══ Source information

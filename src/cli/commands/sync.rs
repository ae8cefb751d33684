//! Sync command - download submissions

use std::path::Path;

use log::info;

use super::context::Context;
use coursesync::adapters::{ConsolePrompt, SvnClient};
use coursesync::core::services::{ResolveOptions, Selection};
use coursesync::output::OutputMode;
use coursesync::sync::{Planner, SyncOptions, Synchronizer};

/// Command-line choices of a sync run
#[derive(Debug, Default)]
pub struct SyncRequest {
    pub courses: Vec<String>,
    pub tasks: Vec<String>,
    pub students: Vec<String>,
    pub force: bool,
    pub ask_link: bool,
    pub remove_links: bool,
    pub no_cache: bool,
    pub dry_run: bool,
}

/// Synchronize the selected submissions, or report what would change
pub fn sync(config: &Path, request: SyncRequest, mode: OutputMode) -> anyhow::Result<()> {
    let mut context = Context::load(config)?;
    let model = context.model()?;
    let settings = &context.settings;

    let program = settings.client.clone().unwrap_or_else(SvnClient::lookup_program);
    info!("Using svn client '{}'", program.display());
    let svn = SvnClient::new(program, &settings.svn_url, &settings.auth.username, &settings.auth.password);

    let selection = Selection {
        courses: request.courses,
        tasks: request.tasks,
        students: request.students,
        ignore: settings.ignore.clone(),
    };
    let options = SyncOptions {
        resolve: ResolveOptions {
            force: request.force,
            remove_redundant_links: request.remove_links,
        },
        ask_link: request.ask_link,
        caching: !request.no_cache,
    };
    let planner = Planner::new(settings.root.clone(), settings.unsorted.clone());

    let mut prompt = ConsolePrompt::stdio();
    let mut synchronizer = Synchronizer::new(planner, &svn, &mut context.store, options);

    if request.dry_run {
        synchronizer.plan(model.submissions(), &selection).render(mode);
        return Ok(());
    }

    if options.ask_link {
        synchronizer = synchronizer.with_prompt(&mut prompt);
    }
    synchronizer.synchronize(model.submissions(), &selection).render(mode);

    Ok(())
}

════

Assignment: Extract each line from the entries above that contains the string "bool".

Completed exercise:
    pub force: bool,
    pub ask_link: bool,
    pub remove_links: bool,
    pub no_cache: bool,
    pub dry_run: bool,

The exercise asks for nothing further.